POSTCARD#340: Bangkok: How are we to live our lives and bring up our children knowing POTUS, the most powerful man in the world, is a gangster, dismantling the structure of government as we speak. World attention distracted by the media’s feeding frenzy on money laundering, racketeering, criminality and the whole familiarity of our landscape is just gone… pieces and parts of objects recognizable from faraway events in history when huge towers tumbled to the ground in seconds, the concrete and steel turned to dust instantly. It’s too huge, too much, we just can’t figure it out. Nowhere to turn, consumerism and social behaviour long since taken the place of religion, another generation of young people growing up without a God.
But who am I to say it’s like this? I’ve been away from the West for more than 30 years. Thai Buddhists offer me shelter, and the rest is about living in the world while waking up to the truth – I don’t mean the truth as opposed to POTUS’s lies, I mean the underlying truth all religions in the world refer to…
It’s worthwhile pointing out that today Tuesday 19 February 2019 is Māgha Pūjā day, an important Buddhist festival, celebrated on the full moon day of the third lunar month. Perhaps we can contemplate a full moon at this time of the year that marks an event 2500 years ago when 1250 enlightened monks came from different places in India to pay respect to the Buddha. how did they get it organized? No mobile phones in those days, whatever, if it was telepathic, it was in the context of the cycles of the moon – the same moon we see today as it was then.
I’ve found that I can’t really understand all this without looking at what the Truth means in the Buddhist world. Sila [say: see lah] is the central principle of human behaviour that upholds orderly and peaceful existence. Sila is simply, a wholehearted commitment to what is wholesome.
The Way
‘The first stage of cultivating the way is refraining from following all that is evil. It is about learning to say ‘no’ to ourselves when we need to. As a result, we discover later we can say, ‘yes’ without losing ourselves. If we don’t recognize our unwholesome impulses for what they are, we might think the bad stuff is only in other people. The second stage of cultivating the way is developing that which is good. [Ajahn Munindo]

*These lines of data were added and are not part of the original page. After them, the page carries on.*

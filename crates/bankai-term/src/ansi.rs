// SPDX-License-Identifier: MIT
//
// ANSI escape sequence generation.
//
// Pure functions that write escape sequences to any `impl Write`. No state,
// no decisions about when to emit. The compositor decides that. This module
// just knows the byte-level encoding of every terminal command the viewer
// needs.
//
// All cursor positions are 0-indexed in our API and converted to 1-indexed
// for the terminal (ANSI standard uses 1-based coordinates).
//
// All functions return `io::Result` propagated from the underlying writer.
// In practice they never fail when writing to `OutputBuffer` (backed by a Vec).
use std::io::{self, Write};

// ─── Cursor ──────────────────────────────────────────────────────────────────

/// Move the cursor to `(x, y)` using the CUP (Cursor Position) sequence.
///
/// Our coordinates are 0-indexed; ANSI CUP is 1-indexed. Widened to `u32`
/// so a cursor parked one past the last row of a 65535-row terminal still
/// encodes.
#[inline]
pub fn cursor_to(w: &mut impl Write, x: u16, y: u16) -> io::Result<()> {
    write!(w, "\x1b[{};{}H", u32::from(y) + 1, u32::from(x) + 1)
}

/// Move the cursor to the top-left cell (CUP with no parameters).
#[inline]
pub fn cursor_home(w: &mut impl Write) -> io::Result<()> {
    w.write_all(b"\x1b[H")
}

/// Hide the cursor (DECTCEM reset).
#[inline]
pub fn cursor_hide(w: &mut impl Write) -> io::Result<()> {
    w.write_all(b"\x1b[?25l")
}

/// Show the cursor (DECTCEM set).
#[inline]
pub fn cursor_show(w: &mut impl Write) -> io::Result<()> {
    w.write_all(b"\x1b[?25h")
}

/// Push the cursor as far right and down as the terminal allows.
///
/// CUF and CUD stop at the screen edge, so 999 of each parks the cursor in
/// the bottom-right cell without needing to know the size first.
#[inline]
pub fn cursor_far_corner(w: &mut impl Write) -> io::Result<()> {
    w.write_all(b"\x1b[999C\x1b[999B")
}

/// Ask the terminal to report the cursor position (DSR 6).
///
/// The reply arrives on stdin as `ESC [ rows ; cols R`.
#[inline]
pub fn request_cursor_position(w: &mut impl Write) -> io::Result<()> {
    w.write_all(b"\x1b[6n")
}

// ─── Screen ──────────────────────────────────────────────────────────────────

/// Clear the entire screen (ED 2).
#[inline]
pub fn clear_screen(w: &mut impl Write) -> io::Result<()> {
    w.write_all(b"\x1b[2J")
}

/// Clear from the cursor to the end of the current line (EL 0).
#[inline]
pub fn clear_line(w: &mut impl Write) -> io::Result<()> {
    w.write_all(b"\x1b[K")
}

/// Carriage return + line feed. Raw mode disables `OPOST`, so a bare `\n`
/// would not return to column 0.
#[inline]
pub fn line_break(w: &mut impl Write) -> io::Result<()> {
    w.write_all(b"\r\n")
}

// ─── Tests ───────────────────────────────────────────────────────────────────

#[cfg(test)]
mod tests {
    use super::*;
    use pretty_assertions::assert_eq;

    fn emit(f: impl FnOnce(&mut Vec<u8>) -> io::Result<()>) -> String {
        let mut buf = Vec::new();
        f(&mut buf).unwrap();
        String::from_utf8(buf).unwrap()
    }

    #[test]
    fn cursor_to_origin() {
        assert_eq!(emit(|w| cursor_to(w, 0, 0)), "\x1b[1;1H");
    }

    #[test]
    fn cursor_to_is_row_then_column() {
        assert_eq!(emit(|w| cursor_to(w, 9, 4)), "\x1b[5;10H");
    }

    #[test]
    fn cursor_to_max_does_not_overflow() {
        assert_eq!(
            emit(|w| cursor_to(w, u16::MAX, u16::MAX)),
            "\x1b[65536;65536H"
        );
    }

    #[test]
    fn cursor_home_bytes() {
        assert_eq!(emit(cursor_home), "\x1b[H");
    }

    #[test]
    fn cursor_visibility() {
        assert_eq!(emit(cursor_hide), "\x1b[?25l");
        assert_eq!(emit(cursor_show), "\x1b[?25h");
    }

    #[test]
    fn geometry_query_sequences() {
        assert_eq!(emit(cursor_far_corner), "\x1b[999C\x1b[999B");
        assert_eq!(emit(request_cursor_position), "\x1b[6n");
    }

    #[test]
    fn clear_sequences() {
        assert_eq!(emit(clear_screen), "\x1b[2J");
        assert_eq!(emit(clear_line), "\x1b[K");
    }

    #[test]
    fn line_break_is_crlf() {
        assert_eq!(emit(line_break), "\r\n");
    }
}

I’m thinking of words like ethical, virtuous, righteous, integrity. Skipping lightly over that heavy word, “morality”, I discover uprightness, veracity, reliability. So how did “morality” get such a bad name for itself? What went wrong? A misunderstanding in the Church over the Christian Teachings? Resistance to the Ten Commandments (because they are too much like unreasonable orders, ‘thou shall not…’?)

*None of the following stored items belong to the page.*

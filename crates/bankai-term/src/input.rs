// SPDX-License-Identifier: MIT
//
// Terminal key decoder.
//
// Turns raw stdin bytes into logical key events, one key per call. Handles
// the two escape dialects terminals use for navigation keys:
//
// - CSI sequences (`ESC [ A`, `ESC [ 5 ~`, ...)
// - SS3 sequences (`ESC O H`, `ESC O F`), sent by some emulators for
//   Home/End
//
// # Design
//
// The decoder pulls bytes on demand from a [`ByteSource`], where every
// read waits a bounded interval and may come back empty. That wait is what
// resolves the Escape ambiguity: a lone ESC followed by silence is the
// Escape key; ESC followed promptly by `[` or `O` is the start of a
// sequence. Anything the tables below don't recognise collapses to a bare
// Escape literal rather than leaking half a sequence into the caller.

use std::collections::VecDeque;

use tracing::trace;

use crate::error::Result;

/// The escape byte that introduces every multi-byte sequence.
pub const ESC: u8 = 0x1B;

// ─── Key ─────────────────────────────────────────────────────────────────────

/// A decoded key.
///
/// Ordinary characters and control codes arrive as [`Literal`](Key::Literal)
/// bytes. Navigation keys that terminals encode as escape sequences get
/// their own variants.
#[derive(Debug, Clone, Copy, PartialEq, Eq, Hash)]
pub enum Key {
    /// A single input byte (printable, control code, or bare Escape).
    Literal(u8),
    MoveUp,
    MoveDown,
    MoveLeft,
    MoveRight,
    PageUp,
    PageDown,
    Home,
    End,
    Delete,
}

impl Key {
    /// Ctrl-Q, the quit chord.
    pub const QUIT: Self = Self::ctrl(b'q');

    /// The literal a terminal sends for Ctrl + `key` (the low five bits).
    #[inline]
    #[must_use]
    pub const fn ctrl(key: u8) -> Self {
        Self::Literal(key & 0x1F)
    }

    /// Whether this key moves the cursor.
    #[must_use]
    pub const fn is_navigation(self) -> bool {
        matches!(
            self,
            Self::MoveUp
                | Self::MoveDown
                | Self::MoveLeft
                | Self::MoveRight
                | Self::PageUp
                | Self::PageDown
                | Self::Home
                | Self::End
        )
    }
}

// ─── Byte sources ────────────────────────────────────────────────────────────

/// A stream of input bytes read with a bounded wait.
///
/// `Ok(None)` means the wait elapsed with nothing to read. That is the
/// normal idle state of a terminal and never an error.
pub trait ByteSource {
    /// Read one byte, waiting at most the source's timeout.
    ///
    /// # Errors
    ///
    /// Returns an error if the underlying read fails for any reason other
    /// than "no data yet".
    fn read_byte(&mut self) -> Result<Option<u8>>;
}

/// In-memory source: bytes are served front to back, and an empty queue
/// behaves like a read that timed out.
impl ByteSource for VecDeque<u8> {
    fn read_byte(&mut self) -> Result<Option<u8>> {
        Ok(self.pop_front())
    }
}

impl<S: ByteSource + ?Sized> ByteSource for &mut S {
    fn read_byte(&mut self) -> Result<Option<u8>> {
        (**self).read_byte()
    }
}

// ─── Decoder ─────────────────────────────────────────────────────────────────

/// Byte-driven key decoder.
///
/// Owns its [`ByteSource`]. Each [`decode`](KeyDecoder::decode) call
/// consumes exactly the bytes of one key.
///
/// # Example
///
/// ```
/// use std::collections::VecDeque;
/// use bankai_term::input::{Key, KeyDecoder};
///
/// let mut decoder = KeyDecoder::new(VecDeque::from(b"\x1b[A".to_vec()));
/// assert_eq!(decoder.decode().unwrap(), Key::MoveUp);
/// ```
pub struct KeyDecoder<S> {
    source: S,
}

impl<S: ByteSource> KeyDecoder<S> {
    /// Wrap a byte source.
    pub const fn new(source: S) -> Self {
        Self { source }
    }

    /// The wrapped source.
    pub const fn source_mut(&mut self) -> &mut S {
        &mut self.source
    }

    /// Block until a key arrives and return it.
    ///
    /// Retries indefinitely while the source reports no data; each retry
    /// waits at most one source timeout.
    ///
    /// # Errors
    ///
    /// Propagates read failures from the source.
    pub fn decode(&mut self) -> Result<Key> {
        loop {
            if let Some(key) = self.try_decode()? {
                return Ok(key);
            }
        }
    }

    /// One decode attempt: `Ok(None)` if no byte arrived within one wait.
    ///
    /// Once a first byte has arrived, the rest of the key is read here too,
    /// so a `Some` is always a complete key.
    ///
    /// # Errors
    ///
    /// Propagates read failures from the source.
    pub fn try_decode(&mut self) -> Result<Option<Key>> {
        let Some(b0) = self.source.read_byte()? else {
            return Ok(None);
        };
        let key = if b0 == ESC {
            self.escape()?
        } else {
            Key::Literal(b0)
        };
        trace!(?key, "decoded");
        Ok(Some(key))
    }

    /// Decode what follows an ESC. Every dead end is a bare Escape.
    fn escape(&mut self) -> Result<Key> {
        let bare = Key::Literal(ESC);

        let Some(b1) = self.source.read_byte()? else {
            return Ok(bare);
        };

        match b1 {
            b'[' => {
                let Some(b2) = self.source.read_byte()? else {
                    return Ok(bare);
                };
                if b2.is_ascii_digit() {
                    // `ESC [ n ~`: editing keypad.
                    let Some(b3) = self.source.read_byte()? else {
                        return Ok(bare);
                    };
                    if b3 != b'~' {
                        return Ok(bare);
                    }
                    Ok(tilde_key(b2).unwrap_or(bare))
                } else {
                    Ok(csi_key(b2).unwrap_or(bare))
                }
            }
            b'O' => {
                let Some(b2) = self.source.read_byte()? else {
                    return Ok(bare);
                };
                Ok(ss3_key(b2).unwrap_or(bare))
            }
            // Not a dialect we speak; the trailing byte is dropped.
            _ => Ok(bare),
        }
    }
}

// ─── Sequence tables ─────────────────────────────────────────────────────────

/// `ESC [ digit ~`. 1/7 and 4/8 are the rxvt and xterm spellings of
/// Home and End.
const fn tilde_key(digit: u8) -> Option<Key> {
    match digit {
        b'1' | b'7' => Some(Key::Home),
        b'3' => Some(Key::Delete),
        b'4' | b'8' => Some(Key::End),
        b'5' => Some(Key::PageUp),
        b'6' => Some(Key::PageDown),
        _ => None,
    }
}

/// `ESC [ letter`.
const fn csi_key(letter: u8) -> Option<Key> {
    match letter {
        b'A' => Some(Key::MoveUp),
        b'B' => Some(Key::MoveDown),
        b'C' => Some(Key::MoveRight),
        b'D' => Some(Key::MoveLeft),
        b'H' => Some(Key::Home),
        b'F' => Some(Key::End),
        _ => None,
    }
}

/// `ESC O letter`.
const fn ss3_key(letter: u8) -> Option<Key> {
    match letter {
        b'H' => Some(Key::Home),
        b'F' => Some(Key::End),
        _ => None,
    }
}

// ─── Tests ───────────────────────────────────────────────────────────────────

The 5 Buddhist precepts of Sila are similar to the ten commandments in the Bible, 6 to 9. A few differences but noticeable that the Buddhist precepts include abstaining from intoxication – Buddhists don’t drink or consume any other mind-altering substance.
The Precepts are as follows:
Abstain from:
- killing living beings,
- stealing,
- sexual misconduct,
- lying
- intoxication.
There are many other precepts that monks and nuns are committed to, an exhaustive list for Lay people. But we understand that all the Buddhist precepts are intended to develop mind and character to make progress on the path to enlightenment. Honouring the precepts of sīla is thought to be a great gift to others, because it creates an atmosphere of trust, respect, and security. It means there is no threat to one’s life, property, family, rights, or well-being.
Buddhists are friendly and harmless. Many times in history they’ve been wiped out by military power, or for political ends, but the truth prevails, somehow they survive and reappear like lotus flowers grow up through the mud and blossom on the surface of the pond.
Great post: both timely and perennial.
“Nowhere to turn, consumerism and social behaviour long since taken the place of religion, another generation of young people growing up without a God.”